ASSIGNED TASK
Please report each line in the material below that includes "event".

▼▼▼

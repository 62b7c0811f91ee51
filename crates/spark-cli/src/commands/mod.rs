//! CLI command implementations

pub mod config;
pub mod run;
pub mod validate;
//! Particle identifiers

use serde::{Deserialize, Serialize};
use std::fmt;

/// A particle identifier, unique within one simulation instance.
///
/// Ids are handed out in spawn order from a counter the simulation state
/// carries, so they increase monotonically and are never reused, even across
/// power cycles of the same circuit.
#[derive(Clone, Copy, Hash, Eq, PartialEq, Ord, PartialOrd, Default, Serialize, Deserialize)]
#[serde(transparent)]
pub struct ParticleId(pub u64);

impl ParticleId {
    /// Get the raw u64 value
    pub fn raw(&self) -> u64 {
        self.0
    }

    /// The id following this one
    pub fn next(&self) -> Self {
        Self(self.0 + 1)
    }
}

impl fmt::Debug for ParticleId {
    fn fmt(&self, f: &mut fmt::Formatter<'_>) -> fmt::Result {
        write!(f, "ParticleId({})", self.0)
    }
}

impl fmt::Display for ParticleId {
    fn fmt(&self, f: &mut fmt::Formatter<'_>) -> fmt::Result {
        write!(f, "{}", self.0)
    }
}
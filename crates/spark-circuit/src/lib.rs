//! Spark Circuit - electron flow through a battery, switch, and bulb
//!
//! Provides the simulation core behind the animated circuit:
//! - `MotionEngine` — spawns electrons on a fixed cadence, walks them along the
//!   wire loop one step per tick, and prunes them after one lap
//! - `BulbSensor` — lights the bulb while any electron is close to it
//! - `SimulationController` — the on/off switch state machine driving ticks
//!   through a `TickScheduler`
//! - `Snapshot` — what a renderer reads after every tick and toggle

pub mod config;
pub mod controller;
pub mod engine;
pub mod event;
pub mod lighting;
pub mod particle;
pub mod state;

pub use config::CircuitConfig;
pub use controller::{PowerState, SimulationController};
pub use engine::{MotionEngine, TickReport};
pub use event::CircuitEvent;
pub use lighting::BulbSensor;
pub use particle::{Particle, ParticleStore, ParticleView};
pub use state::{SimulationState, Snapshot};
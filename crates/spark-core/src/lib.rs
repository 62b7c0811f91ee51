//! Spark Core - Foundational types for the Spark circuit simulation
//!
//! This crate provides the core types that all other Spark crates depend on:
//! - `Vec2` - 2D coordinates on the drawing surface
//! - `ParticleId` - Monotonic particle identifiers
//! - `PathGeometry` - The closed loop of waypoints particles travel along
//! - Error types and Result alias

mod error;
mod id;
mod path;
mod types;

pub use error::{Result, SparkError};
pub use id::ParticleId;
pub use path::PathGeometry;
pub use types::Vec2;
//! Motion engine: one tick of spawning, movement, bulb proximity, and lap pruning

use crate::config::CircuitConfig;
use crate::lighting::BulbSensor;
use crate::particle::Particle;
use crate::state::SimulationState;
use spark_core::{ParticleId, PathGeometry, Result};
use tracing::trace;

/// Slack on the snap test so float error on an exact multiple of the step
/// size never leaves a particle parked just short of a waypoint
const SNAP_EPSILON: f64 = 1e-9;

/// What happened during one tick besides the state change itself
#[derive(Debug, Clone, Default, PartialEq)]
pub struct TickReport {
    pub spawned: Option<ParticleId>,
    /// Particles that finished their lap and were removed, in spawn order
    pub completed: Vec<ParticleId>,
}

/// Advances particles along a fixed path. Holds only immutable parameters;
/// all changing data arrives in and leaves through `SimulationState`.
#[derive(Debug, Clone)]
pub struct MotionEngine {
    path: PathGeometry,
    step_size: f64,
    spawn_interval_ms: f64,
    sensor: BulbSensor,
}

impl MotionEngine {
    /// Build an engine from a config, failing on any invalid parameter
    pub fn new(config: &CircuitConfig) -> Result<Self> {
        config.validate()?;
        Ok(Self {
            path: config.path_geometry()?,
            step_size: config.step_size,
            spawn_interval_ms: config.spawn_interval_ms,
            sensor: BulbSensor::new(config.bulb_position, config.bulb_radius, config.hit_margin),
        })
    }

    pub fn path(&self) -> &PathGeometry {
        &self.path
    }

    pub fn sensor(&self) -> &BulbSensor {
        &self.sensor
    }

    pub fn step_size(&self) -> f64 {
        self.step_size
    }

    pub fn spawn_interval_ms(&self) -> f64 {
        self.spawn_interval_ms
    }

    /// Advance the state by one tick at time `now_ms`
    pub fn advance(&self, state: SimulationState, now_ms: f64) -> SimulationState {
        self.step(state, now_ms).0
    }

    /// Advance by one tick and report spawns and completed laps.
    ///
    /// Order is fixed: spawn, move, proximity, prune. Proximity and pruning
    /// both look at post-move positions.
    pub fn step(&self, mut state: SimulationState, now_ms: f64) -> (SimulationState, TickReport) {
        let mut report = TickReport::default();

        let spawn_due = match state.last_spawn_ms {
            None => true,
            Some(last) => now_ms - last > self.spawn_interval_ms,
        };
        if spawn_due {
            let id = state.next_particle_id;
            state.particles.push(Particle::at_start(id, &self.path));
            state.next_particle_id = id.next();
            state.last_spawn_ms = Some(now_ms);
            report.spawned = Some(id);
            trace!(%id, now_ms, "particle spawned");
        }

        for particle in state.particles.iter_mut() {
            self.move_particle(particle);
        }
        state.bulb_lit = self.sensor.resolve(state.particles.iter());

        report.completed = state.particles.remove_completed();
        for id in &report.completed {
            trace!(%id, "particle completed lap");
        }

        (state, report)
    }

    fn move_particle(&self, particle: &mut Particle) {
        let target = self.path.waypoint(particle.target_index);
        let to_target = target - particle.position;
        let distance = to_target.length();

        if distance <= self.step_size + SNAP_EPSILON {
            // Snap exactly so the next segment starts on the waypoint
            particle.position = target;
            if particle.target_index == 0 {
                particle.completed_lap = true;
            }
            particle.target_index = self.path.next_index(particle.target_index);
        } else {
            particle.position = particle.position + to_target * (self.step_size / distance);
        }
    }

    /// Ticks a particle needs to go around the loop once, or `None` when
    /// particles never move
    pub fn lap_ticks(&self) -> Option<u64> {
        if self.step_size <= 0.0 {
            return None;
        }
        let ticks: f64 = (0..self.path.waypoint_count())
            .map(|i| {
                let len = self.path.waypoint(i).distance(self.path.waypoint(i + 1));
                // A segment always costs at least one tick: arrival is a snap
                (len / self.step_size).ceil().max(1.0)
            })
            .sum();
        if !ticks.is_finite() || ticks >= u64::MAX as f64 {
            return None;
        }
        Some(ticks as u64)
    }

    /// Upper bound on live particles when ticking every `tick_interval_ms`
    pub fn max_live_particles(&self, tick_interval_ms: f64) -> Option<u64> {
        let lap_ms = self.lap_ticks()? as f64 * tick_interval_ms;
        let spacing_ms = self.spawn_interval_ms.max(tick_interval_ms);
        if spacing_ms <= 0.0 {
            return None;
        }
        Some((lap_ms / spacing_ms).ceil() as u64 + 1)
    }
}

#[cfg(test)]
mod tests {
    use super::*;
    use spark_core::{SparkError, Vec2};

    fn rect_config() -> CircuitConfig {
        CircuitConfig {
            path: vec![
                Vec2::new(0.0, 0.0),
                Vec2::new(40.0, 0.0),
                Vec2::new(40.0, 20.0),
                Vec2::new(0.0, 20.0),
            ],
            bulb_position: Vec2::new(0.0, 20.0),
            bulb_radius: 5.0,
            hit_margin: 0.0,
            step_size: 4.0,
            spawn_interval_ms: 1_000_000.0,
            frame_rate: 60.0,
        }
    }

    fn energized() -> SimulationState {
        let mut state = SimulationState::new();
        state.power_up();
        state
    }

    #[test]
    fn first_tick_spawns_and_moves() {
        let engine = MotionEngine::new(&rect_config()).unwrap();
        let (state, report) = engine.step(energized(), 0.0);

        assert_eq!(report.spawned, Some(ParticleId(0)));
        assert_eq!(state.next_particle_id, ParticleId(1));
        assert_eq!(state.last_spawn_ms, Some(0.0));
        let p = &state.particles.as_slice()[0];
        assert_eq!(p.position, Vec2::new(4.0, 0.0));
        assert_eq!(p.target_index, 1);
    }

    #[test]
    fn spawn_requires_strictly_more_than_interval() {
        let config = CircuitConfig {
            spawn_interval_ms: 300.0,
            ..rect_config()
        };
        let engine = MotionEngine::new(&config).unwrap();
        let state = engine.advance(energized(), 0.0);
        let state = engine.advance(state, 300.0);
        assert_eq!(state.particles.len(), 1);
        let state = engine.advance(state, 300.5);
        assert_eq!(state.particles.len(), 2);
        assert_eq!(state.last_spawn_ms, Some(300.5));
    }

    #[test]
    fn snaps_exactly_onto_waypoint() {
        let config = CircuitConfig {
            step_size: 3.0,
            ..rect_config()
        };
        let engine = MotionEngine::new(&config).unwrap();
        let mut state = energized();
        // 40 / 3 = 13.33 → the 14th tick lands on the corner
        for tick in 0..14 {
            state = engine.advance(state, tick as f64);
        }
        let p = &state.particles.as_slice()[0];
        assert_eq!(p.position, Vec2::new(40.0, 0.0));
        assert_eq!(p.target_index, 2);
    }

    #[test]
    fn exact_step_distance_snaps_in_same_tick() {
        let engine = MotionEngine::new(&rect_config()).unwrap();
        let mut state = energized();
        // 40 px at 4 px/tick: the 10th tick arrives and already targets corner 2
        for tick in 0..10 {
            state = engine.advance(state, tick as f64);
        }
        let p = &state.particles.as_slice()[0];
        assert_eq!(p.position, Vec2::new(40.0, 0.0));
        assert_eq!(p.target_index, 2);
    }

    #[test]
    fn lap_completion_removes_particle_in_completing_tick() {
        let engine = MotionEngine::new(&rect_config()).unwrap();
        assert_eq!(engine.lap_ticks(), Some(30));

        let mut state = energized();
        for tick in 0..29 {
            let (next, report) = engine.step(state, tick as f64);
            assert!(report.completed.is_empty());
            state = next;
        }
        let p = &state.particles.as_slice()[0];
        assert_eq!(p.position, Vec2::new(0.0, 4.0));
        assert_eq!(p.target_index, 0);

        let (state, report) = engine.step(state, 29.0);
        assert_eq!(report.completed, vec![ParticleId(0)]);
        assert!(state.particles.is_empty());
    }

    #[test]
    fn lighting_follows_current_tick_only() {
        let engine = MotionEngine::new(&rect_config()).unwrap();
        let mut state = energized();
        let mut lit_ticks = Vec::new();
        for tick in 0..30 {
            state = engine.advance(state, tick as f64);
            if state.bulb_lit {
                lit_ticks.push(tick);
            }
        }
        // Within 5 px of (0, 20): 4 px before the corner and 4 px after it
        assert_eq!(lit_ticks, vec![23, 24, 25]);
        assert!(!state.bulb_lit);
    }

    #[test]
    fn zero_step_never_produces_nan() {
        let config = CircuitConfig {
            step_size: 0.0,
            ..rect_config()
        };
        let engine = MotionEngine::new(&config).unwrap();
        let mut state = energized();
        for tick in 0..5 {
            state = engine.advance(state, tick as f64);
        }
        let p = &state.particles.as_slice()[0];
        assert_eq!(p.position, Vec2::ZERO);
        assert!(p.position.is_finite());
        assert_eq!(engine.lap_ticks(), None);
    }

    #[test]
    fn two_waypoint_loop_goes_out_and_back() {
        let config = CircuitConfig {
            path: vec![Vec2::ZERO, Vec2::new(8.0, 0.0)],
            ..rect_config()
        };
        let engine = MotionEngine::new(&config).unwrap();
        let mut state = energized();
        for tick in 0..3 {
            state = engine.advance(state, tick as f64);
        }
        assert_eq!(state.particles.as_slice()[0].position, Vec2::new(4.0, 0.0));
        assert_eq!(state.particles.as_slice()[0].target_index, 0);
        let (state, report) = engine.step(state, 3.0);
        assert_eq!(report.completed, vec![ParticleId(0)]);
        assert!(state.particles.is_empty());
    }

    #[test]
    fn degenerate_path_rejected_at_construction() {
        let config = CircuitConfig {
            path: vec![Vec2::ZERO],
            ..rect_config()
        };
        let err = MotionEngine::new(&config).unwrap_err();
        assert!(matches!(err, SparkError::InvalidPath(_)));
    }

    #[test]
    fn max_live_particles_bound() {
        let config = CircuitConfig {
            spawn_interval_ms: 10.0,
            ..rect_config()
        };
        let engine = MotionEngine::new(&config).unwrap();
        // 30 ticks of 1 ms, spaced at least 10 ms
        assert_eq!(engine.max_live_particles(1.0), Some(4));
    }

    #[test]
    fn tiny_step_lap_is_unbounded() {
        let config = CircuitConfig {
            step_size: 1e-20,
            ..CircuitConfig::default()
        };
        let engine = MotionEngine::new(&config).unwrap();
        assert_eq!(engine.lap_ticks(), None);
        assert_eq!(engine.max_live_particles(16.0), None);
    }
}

▲▲▲
▼▼▼

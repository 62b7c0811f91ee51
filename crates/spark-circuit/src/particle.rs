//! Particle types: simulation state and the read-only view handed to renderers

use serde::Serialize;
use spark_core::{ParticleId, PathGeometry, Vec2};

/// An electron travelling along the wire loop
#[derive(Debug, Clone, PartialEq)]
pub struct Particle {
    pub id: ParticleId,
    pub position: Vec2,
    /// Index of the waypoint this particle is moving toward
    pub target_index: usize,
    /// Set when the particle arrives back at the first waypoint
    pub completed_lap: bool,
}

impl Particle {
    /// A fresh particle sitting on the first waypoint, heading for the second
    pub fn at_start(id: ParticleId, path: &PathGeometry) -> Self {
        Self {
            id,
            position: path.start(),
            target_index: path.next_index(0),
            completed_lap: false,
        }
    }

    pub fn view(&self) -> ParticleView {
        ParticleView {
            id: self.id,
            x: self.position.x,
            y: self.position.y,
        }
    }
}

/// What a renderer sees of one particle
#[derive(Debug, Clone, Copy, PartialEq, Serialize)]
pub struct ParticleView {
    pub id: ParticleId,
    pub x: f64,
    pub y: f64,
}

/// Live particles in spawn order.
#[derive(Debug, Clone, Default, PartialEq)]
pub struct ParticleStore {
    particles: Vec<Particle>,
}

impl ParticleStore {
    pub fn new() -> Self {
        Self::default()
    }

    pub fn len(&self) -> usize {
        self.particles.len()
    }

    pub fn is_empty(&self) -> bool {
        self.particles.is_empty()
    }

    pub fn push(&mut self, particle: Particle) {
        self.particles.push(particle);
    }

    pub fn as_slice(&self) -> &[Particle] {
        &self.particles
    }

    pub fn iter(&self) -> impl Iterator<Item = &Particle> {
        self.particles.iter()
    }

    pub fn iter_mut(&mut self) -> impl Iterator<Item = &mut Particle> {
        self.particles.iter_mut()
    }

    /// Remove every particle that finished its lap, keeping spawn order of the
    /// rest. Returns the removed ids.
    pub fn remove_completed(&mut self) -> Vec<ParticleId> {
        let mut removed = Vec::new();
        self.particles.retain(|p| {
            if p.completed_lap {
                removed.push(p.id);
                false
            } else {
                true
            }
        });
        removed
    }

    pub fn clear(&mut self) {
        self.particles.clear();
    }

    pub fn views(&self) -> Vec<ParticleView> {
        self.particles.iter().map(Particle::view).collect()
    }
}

▲▲▲

REPLY
pub mod event;
pub use event::CircuitEvent;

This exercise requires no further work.